- Genre: Documentary
- Presented by: Lucy Worsley
- Starring: Lucy Worsley Nadifa Mohamed Kate Lister Rose Wallis Sarah Bax Horton
- Country of origin: United Kingdom
- Original language: English
- No. of series: 1
- No. of episodes: 3

Production
- Running time: 60 minutes
- Production company: Wall to Wall Media

Original release
- Network: BBC Two
- Release: 5 January – 19 January 2026

= Lucy Worsley's Victorian Murder Club =

2026 British TV crime series

Lucy Worsley's Victorian Murder Club is a British historical documentary television series which premiered on 5 January 2026 on BBC Two and BBC iPlayer. The show is presented by historian Lucy Worsley and was produced by Wall to Wall Media.

== Programme ==
In the series, Worsley researches the infamous Thames Torso Murders of the late 19th century.

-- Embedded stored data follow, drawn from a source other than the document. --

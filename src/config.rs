//! Pipeline configuration.
//!
//! Handles loading and validating `pixelmill.toml`. Configuration is an
//! explicit immutable value handed into the pipeline entry point — nothing
//! reads ambient global state, so tests can run with any configuration they
//! like.
//!
//! ## Configuration Options
//!
//! ```toml
//! # All options are optional - defaults shown below
//!
//! quality = 95                   # Default encode quality (1-100)
//! sizes = [400, 800, 1200]       # Default target widths
//! formats = ["webp"]             # Default output formats
//! allowed_extensions = ["png", "jpg", "jpeg", "webp", "bmp"]
//! max_file_size = 10485760       # Upload ceiling in bytes (10 MiB)
//! strip_exif = true              # Scrub EXIF/ICC before encoding
//! optimize = true                # Size-optimized encoding by default
//! timeout_secs = 30              # Per-request deadline
//!
//! [resize]
//! mode = "contain"               # contain | cover | fill
//! allow_upscale = false          # Permit widths beyond the source width
//!
//! [placeholder]
//! enabled = true                 # Generate a blur placeholder
//! width = 20                     # Placeholder width in pixels
//! blur_sigma = 4.0               # Gaussian blur strength
//! quality = 60                   # Placeholder JPEG quality
//!
//! [processing]
//! max_processes = 4              # Max parallel workers (omit for auto = CPU cores)
//! ```
//!
//! ## Partial Configuration
//!
//! Config files are sparse — override just the values you want:
//!
//! ```toml
//! # Only lower the default quality
//! quality = 85
//! ```
//!
//! Unknown keys are rejected to catch typos early.

use crate::imaging::{OutputFormat, PlaceholderConfig, ResizeMode};
use serde::{Deserialize, Serialize};
use std::fs;
use std::path::Path;
use thiserror::Error;

#[derive(Error, Debug)]
pub enum ConfigError {
    #[error("IO error: {0}")]
    Io(#[from] std::io::Error),
    #[error("TOML parse error: {0}")]
    Toml(#[from] toml::de::Error),
    #[error("Config validation error: {0}")]
    Validation(String),
}

/// Pipeline defaults and limits loaded from `pixelmill.toml`.
///
/// All fields have sensible defaults. User config files need only specify
/// the values they want to override. Unknown keys are rejected.
#[derive(Debug, Clone, Serialize, Deserialize)]
#[serde(default, deny_unknown_fields)]
pub struct PipelineConfig {
    /// Default encode quality for requests that don't specify one.
    pub quality: u32,
    /// Default target widths.
    pub sizes: Vec<u32>,
    /// Default output formats.
    pub formats: Vec<OutputFormat>,
    /// Upload extensions accepted at validation time.
    pub allowed_extensions: Vec<String>,
    /// Upload size ceiling in bytes.
    pub max_file_size: u64,
    /// Scrub embedded metadata before encoding.
    pub strip_exif: bool,
    /// Use size-optimized encoding by default.
    pub optimize: bool,
    /// Per-request deadline in seconds.
    pub timeout_secs: u64,
    /// Resize behavior.
    pub resize: ResizeConfig,
    /// Blur placeholder settings.
    pub placeholder: PlaceholderConfig,
    /// Parallel processing settings.
    pub processing: ProcessingConfig,
}

impl Default for PipelineConfig {
    fn default() -> Self {
        Self {
            quality: 95,
            sizes: vec![400, 800, 1200],
            formats: vec![OutputFormat::Webp],
            allowed_extensions: ["png", "jpg", "jpeg", "webp", "bmp"]
                .map(String::from)
                .to_vec(),
            max_file_size: 10 * 1024 * 1024,
            strip_exif: true,
            optimize: true,
            timeout_secs: 30,
            resize: ResizeConfig::default(),
            placeholder: PlaceholderConfig::default(),
            processing: ProcessingConfig::default(),
        }
    }
}

impl PipelineConfig {
    /// Validate config values are within acceptable ranges.
    pub fn validate(&self) -> Result<(), ConfigError> {
        if !(1..=100).contains(&self.quality) {
            return Err(ConfigError::Validation("quality must be 1-100".into()));
        }
        if self.sizes.is_empty() {
            return Err(ConfigError::Validation("sizes must not be empty".into()));
        }
        if self.sizes.contains(&0) {
            return Err(ConfigError::Validation("sizes must be positive".into()));
        }
        if self.formats.is_empty() {
            return Err(ConfigError::Validation("formats must not be empty".into()));
        }
        if self.allowed_extensions.is_empty() {
            return Err(ConfigError::Validation(
                "allowed_extensions must not be empty".into(),
            ));
        }
        if self.max_file_size == 0 {
            return Err(ConfigError::Validation(
                "max_file_size must be positive".into(),
            ));
        }
        if self.timeout_secs == 0 {
            return Err(ConfigError::Validation(
                "timeout_secs must be positive".into(),
            ));
        }
        if self.placeholder.width == 0 {
            return Err(ConfigError::Validation(
                "placeholder.width must be positive".into(),
            ));
        }
        if !(1..=100).contains(&self.placeholder.quality) {
            return Err(ConfigError::Validation(
                "placeholder.quality must be 1-100".into(),
            ));
        }
        Ok(())
    }
}

/// Resize behavior shared by all requests unless overridden.
#[derive(Debug, Clone, Default, Serialize, Deserialize)]
#[serde(default, deny_unknown_fields)]
pub struct ResizeConfig {
    /// Default resize mode.
    pub mode: ResizeMode,
    /// Permit target widths beyond the source's native width.
    pub allow_upscale: bool,
}

/// Parallel processing settings.
#[derive(Debug, Clone, Default, Serialize, Deserialize)]
#[serde(default, deny_unknown_fields)]
pub struct ProcessingConfig {
    /// Maximum number of parallel encode workers.
    /// When absent or null, defaults to the number of CPU cores.
    /// Values larger than the core count are clamped down.
    #[serde(skip_serializing_if = "Option::is_none")]
    pub max_processes: Option<usize>,
}

/// Resolve the effective thread count from config.
///
/// - `None` → use all available cores
/// - `Some(n)` → use `min(n, cores)` (user can constrain down, not up)
pub fn effective_threads(config: &ProcessingConfig) -> usize {
    let cores = std::thread::available_parallelism()
        .map(|n| n.get())
        .unwrap_or(1);
    config.max_processes.map(|n| n.min(cores)).unwrap_or(cores)
}

/// Load and validate a config file.
pub fn load(path: &Path) -> Result<PipelineConfig, ConfigError> {
    let content = fs::read_to_string(path)?;
    let config: PipelineConfig = toml::from_str(&content)?;
    config.validate()?;
    Ok(config)
}

#[cfg(test)]
mod tests {
    use super::*;

    #[test]
    fn default_values() {
        let config = PipelineConfig::default();
        assert_eq!(config.quality, 95);
        assert_eq!(config.sizes, vec![400, 800, 1200]);
        assert_eq!(config.formats, vec![OutputFormat::Webp]);
        assert_eq!(config.max_file_size, 10 * 1024 * 1024);
        assert!(config.strip_exif);
        assert!(config.optimize);
        assert!(config.placeholder.enabled);
        assert_eq!(config.placeholder.width, 20);
        config.validate().unwrap();
    }

    #[test]
    fn sparse_toml_overrides() {
        let config: PipelineConfig = toml::from_str(
            r#"
            quality = 85
            formats = ["webp", "avif"]

            [resize]
            allow_upscale = true
            "#,
        )
        .unwrap();

        assert_eq!(config.quality, 85);
        assert_eq!(
            config.formats,
            vec![OutputFormat::Webp, OutputFormat::Avif]
        );
        assert!(config.resize.allow_upscale);
        // Untouched values keep their defaults
        assert_eq!(config.sizes, vec![400, 800, 1200]);
        assert_eq!(config.resize.mode, ResizeMode::Contain);
    }

    #[test]
    fn unknown_keys_are_rejected() {
        let result = toml::from_str::<PipelineConfig>("qualty = 85");
        assert!(result.is_err());
    }

    #[test]
    fn out_of_range_quality_fails_validation() {
        let config = PipelineConfig {
            quality: 0,
            ..Default::default()
        };
        assert!(matches!(
            config.validate(),
            Err(ConfigError::Validation(_))
        ));
    }

    #[test]
    fn empty_sizes_fail_validation() {
        let config = PipelineConfig {
            sizes: vec![],
            ..Default::default()
        };
        assert!(config.validate().is_err());
    }

    #[test]
    fn zero_size_fails_validation() {
        let config = PipelineConfig {
            sizes: vec![400, 0],
            ..Default::default()
        };
        assert!(config.validate().is_err());
    }

    #[test]
    fn effective_threads_clamps_to_cores() {
        let cores = std::thread::available_parallelism()
            .map(|n| n.get())
            .unwrap_or(1);

        let auto = ProcessingConfig { max_processes: None };
        assert_eq!(effective_threads(&auto), cores);

        let constrained = ProcessingConfig {
            max_processes: Some(1),
        };
        assert_eq!(effective_threads(&constrained), 1);

        let oversized = ProcessingConfig {
            max_processes: Some(cores + 100),
        };
        assert_eq!(effective_threads(&oversized), cores);
    }

    #[test]
    fn load_round_trips_through_file() {
        let dir = tempfile::tempdir().unwrap();
        let path = dir.path().join("pixelmill.toml");
        std::fs::write(&path, "quality = 70\nsizes = [320]\n").unwrap();

        let config = load(&path).unwrap();
        assert_eq!(config.quality, 70);
        assert_eq!(config.sizes, vec![320]);
    }

    #[test]
    fn load_rejects_invalid_file() {
        let dir = tempfile::tempdir().unwrap();
        let path = dir.path().join("pixelmill.toml");
        std::fs::write(&path, "quality = 400\n").unwrap();
        assert!(matches!(load(&path), Err(ConfigError::Validation(_))));
    }
}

The murders involved the bodies of multiple women which were found dismembered in the vicinity of the River Thames in London between 1887 and 1889, crimes which went unsolved for 130 years. These murders faded into obscurity compared to those committed by Jack the Ripper who was also unidentified. Worsley reviews the suspects, discusses new theories about the identity of the killer, consults with forensic pathologists and psychologists, including historian Sarah Bax Horton, and assembles a team to form her own Murder Club. In the episodes, the sexism of the era is highlighted as different leads are investigated. The series concludes with a presentation of who the Murder Club believe was the murderer. Worsley told The Times “I think there’s a very compelling case that we’ve got the guy”.

== Production ==
The documentary was produced by Wall to Wall Media. In October 2025, BBC Factual commissioned the documentary series.

== Cast ==

- Lucy Worsley
- Nadifa Mohamed
- Kate Lister
- Rose Wallis
- Sarah Bax Horton

== Episodes ==

Series
| Episode | Ref. |
|---|---|
| Episode 1 |  |
| Episode 2 |  |
| Episode 3 |  |

== Reception ==
A review in The Spectator Australia called the series "rather impressive".